Recently, our laboratory has proposed the avulsion of rat brachial plexus as a new and reliable model for the study of neuropathic pain. In this model, the neuropathy can be detected even at distant sites from the injury, both in ipsilateral and contralateral hindpaws. The purpose of this study was to pharmacologically characterise this behavioural model of persistent peripheral neuropathic pain by assessing the effects of several analgesic drugs currently used in clinical practice. For this purpose, the effects of these drugs on the mechanical and cold allodynia were analysed 20–40 days after rat brachial plexus avulsion.

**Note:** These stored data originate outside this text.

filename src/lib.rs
//! Borrowing Server
//!
//! Lending service for a library management system: authenticated users
//! borrow books, return them, and list their loans over a REST JSON API.

use std::sync::Arc;

pub mod api;
pub mod config;
pub mod error;
pub mod models;
pub mod repository;
pub mod services;

pub use config::AppConfig;
pub use error::{AppError, AppResult};

/// Application state shared across all handlers
#[derive(Clone)]
pub struct AppState {
    pub config: Arc<AppConfig>,
    pub services: Arc<services::Services>,
}
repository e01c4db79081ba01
//! Health check endpoint

use axum::Json;
use serde::Serialize;
use utoipa::ToSchema;

#[derive(Serialize, ToSchema)]
pub struct HealthResponse {
    /// Current status of the service
    pub status: String,
    /// Version of the service
    pub version: String,
}

/// Health check endpoint
#[utoipa::path(
    get,
    path = "/health",
    tag = "health",
    responses(
        (status = 200, description = "Service is healthy", body = HealthResponse)
    )
)]
pub async fn health_check() -> Json<HealthResponse> {
    Json(HealthResponse {
        status: "healthy".to_string(),
        version: env!("CARGO_PKG_VERSION").to_string(),
    })
}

Injection of saline, administered by the same route as the other drugs, did not significantly affect the nociceptive threshold either in sham-operated or in neuropathic rats. However, administration of the opioid analgesic morphine (5 mg/kg, s.c.), the α 2 adrenoceptor agonist clonidine (300 μg/kg, i.p.), the NMDA receptor antagonist ketamine (25 mg/kg, i.p.) or the anticonvulsant drug gabapentin (70 mg/kg, p.o.) consistently reduced both mechanical and cold allodynia following avulsion of rat brachial plexus. The administration of the selective COX-2 inhibitor celecoxib (10 mg/kg, p.o.) blocked mechanical allodynia, but not cold allodynia, whereas the sodium channel blocker lidocaine (40 mg/kg, i.p.) attenuated only cold allodynia. The non-steroidal anti-inflammatory drug diclofenac (100 mg/kg, i.p.), the steroidal anti-inflammatory dexamethasone (1.5 mg/kg, i.p.) and the antidepressant imipramine (10 mg/kg, i.p.) all failed to significantly attenuate both mechanical and cold allodynia in the rats following avulsion of brachial plexus. These findings suggest that avulsion-associated mechanical and cold allodynia, two classic signs of persistent neuropathic pain, were consistently prevented by several analgesics currently available in clinical practice, namely morphine, clonidine, ketamine and gabapentin, and to a lesser extent by celecoxib and lidocaine. Therefore, this new proposed model of persistent nociception seems to be suitable for the study of the underlying mechanisms involved in neuropathic pain and for the identification of potential clinically relevant drugs to treat this aspect of peripheral neuropathy.